Daily Telegraph da başyazısında Libya'da Kaddafi
sonrası dönemde Irak'takine benzer hataların yapılmaması
gerektiğine dikkat çekiyor. Yazıda özetle şöyle deniyor:
"Bundan sonraki süreçte Geçici Ulusal Konsey ve NATO,
Irak'ta yapılan hataları akılda tutacak. Üst kademedekiler şüphesiz
gidecek ancak daha alt seviyedekilerin kazanılmaya çalışılması
tercih edilmeli. Irak'ta devlet kadrolarının Baas partisi
üyelerinden ayıklanması gibi bir yanlışa düşülmemeli."
"Bingazi merkezli konsey, son zamanlarda aralarındaki husumet artan ülkenin iki yarısını uzlaştırmak zorunda. Konsey ayrıca, Kaddafi'nin, iktidarını garanti altına almak için istismar ettiği aşiretler arası ayrılıklara çözüm üretmeli. Tüm demokratik kurumların yıkıldığı ülke demokratik seçimlere hazırlanmalı."

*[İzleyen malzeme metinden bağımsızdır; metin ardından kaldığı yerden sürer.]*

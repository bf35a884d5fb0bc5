//! Tolerant parsing of typed-in answers.

use rust_decimal::Decimal;
use solar_core::RoofDirection;
use thiserror::Error;

/// Error returned when typed input cannot be understood.
#[derive(Debug, Error, PartialEq)]
pub enum InputError {
    #[error("'{0}' is not a number")]
    InvalidNumber(String),

    #[error("'{0}' is not a direction (expected south, east, west, north or flat)")]
    InvalidDirection(String),

    #[error("no value entered")]
    Empty,
}

/// Normalizes numeric input: trims whitespace and removes commas
/// (thousands separator).
fn normalize_number_input(s: &str) -> String {
    s.trim().replace(',', "")
}

/// Parses a number such as an area or an angle.
///
/// Handles comma as thousands separator (e.g. `"1,200"`).
pub fn parse_f64(s: &str) -> Result<f64, InputError> {
    let normalized = normalize_number_input(s);
    if normalized.is_empty() {
        return Err(InputError::Empty);
    }
    normalized.parse().map_err(|e| {
        tracing::warn!(input = %s, "invalid number: {}", e);
        InputError::InvalidNumber(s.trim().to_string())
    })
}

/// Parses a monetary amount.
///
/// Handles comma as thousands separator (e.g. `"1,234.56"`).
pub fn parse_decimal(s: &str) -> Result<Decimal, InputError> {
    let normalized = normalize_number_input(s);
    if normalized.is_empty() {
        return Err(InputError::Empty);
    }
    normalized.parse().map_err(|e| {
        tracing::warn!(input = %s, "invalid amount: {}", e);
        InputError::InvalidNumber(s.trim().to_string())
    })
}

/// Parses a roof direction, accepting full names and one-letter
/// shorthand in any case.
pub fn parse_direction(s: &str) -> Result<RoofDirection, InputError> {
    if s.trim().is_empty() {
        return Err(InputError::Empty);
    }
    RoofDirection::parse(s).ok_or_else(|| InputError::InvalidDirection(s.trim().to_string()))
}

#[cfg(test)]
mod tests {
    use pretty_assertions::assert_eq;
    use rust_decimal_macros::dec;

    use super::*;

    #[test]
    fn parse_f64_accepts_plain_and_separated_numbers() {
        assert_eq!(parse_f64("30"), Ok(30.0));
        assert_eq!(parse_f64("  42.5 "), Ok(42.5));
        assert_eq!(parse_f64("1,200"), Ok(1200.0));
    }

    #[test]
    fn parse_f64_rejects_garbage() {
        assert_eq!(
            parse_f64("thirty"),
            Err(InputError::InvalidNumber("thirty".to_string()))
        );
    }

    #[test]
    fn parse_f64_rejects_empty_input() {
        assert_eq!(parse_f64(""), Err(InputError::Empty));
        assert_eq!(parse_f64("   "), Err(InputError::Empty));
    }

    #[test]
    fn parse_decimal_accepts_comma_thousands_separator() {
        assert_eq!(parse_decimal("1,234.56"), Ok(dec!(1234.56)));
        assert_eq!(parse_decimal("900"), Ok(dec!(900)));
    }

    #[test]
    fn parse_direction_accepts_names_and_shorthand() {
        assert_eq!(parse_direction("south"), Ok(RoofDirection::South));
        assert_eq!(parse_direction(" W "), Ok(RoofDirection::West));
    }

    #[test]
    fn parse_direction_rejects_unknown_values() {
        assert_eq!(
            parse_direction("up"),
            Err(InputError::InvalidDirection("up".to_string()))
        );
    }
}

"Dış dünya ise bu sürece tavsiye ve donanımla destek vermeli, farklı güvenlik yapılanmalarını birleştirmeye ve Libya'nın gelirlerinin yüzde 90'dan fazlasını oluşturan petrol sektörünü yeniden işler hale getirmeye yardım etmeli. Libya'nın dondurulan malvarlıkları bir an önce çözülmeli ve Kaddafi'nin gidişini görmekten menmun olacak Arap ülkeleri mali yardımda bulunmalı. Çünkü Libya ya müreffeh bir demokrasi olacak ya da kaosa sürüklenecek."
AVRUPA'DA KRİZ
Financial Times, başsayfasına Avrupa'daki borç krizini
taşımış.
Gazete Avrupa'nın en büyük ekonomisi olan Almanya'nın başbakanı
Angela Merkel'in, Euro bölgesini saran "dramatik kriz" ve piyasa
baskıları karşısında Avrupa'yı dirayetli durmaya çağırdığını ve
çözümün kamu borçlarını azaltmak ve rekabeti güçlendirmekten
geçtiğini söylediğini aktarıyor.
Financial Times, Merkel'in "Siyaset, piyasaların peşinden gidemez
ve gitmeyecek." diyerek borçlu ülkeler için euro kullanan ülkelerin
ortak bir bono çıkarması önerisine muhalefetini yinelediğini
vurguluyor.
Daily Telegraph gazetesi, Merkel'in bu
açıklamalarının bugün piyasaları yeniden dalgalandırabileceğini
belirtiyor.
Merkel'in Euro ülkeleri arasında ortak borçlanma önerisine
muhalefetini seçim kampanyasının ana gündem maddesi yaptığına
dikkat çekiyor ve bu önerinin filli olarak Almanya'nın diğer
ülkelerin yüklü miktardaki borçlarına kefil olması anlamına
geleceğine işaret ediyor.
Gazete, Amerika Birleşik Devletleri Başkanı Barack Obama'nın da
siyasi geleceğinin ülkenin yeniden resesyona girip girmeyeceğine
bağlı olduğunu söylediğini aktarıyor.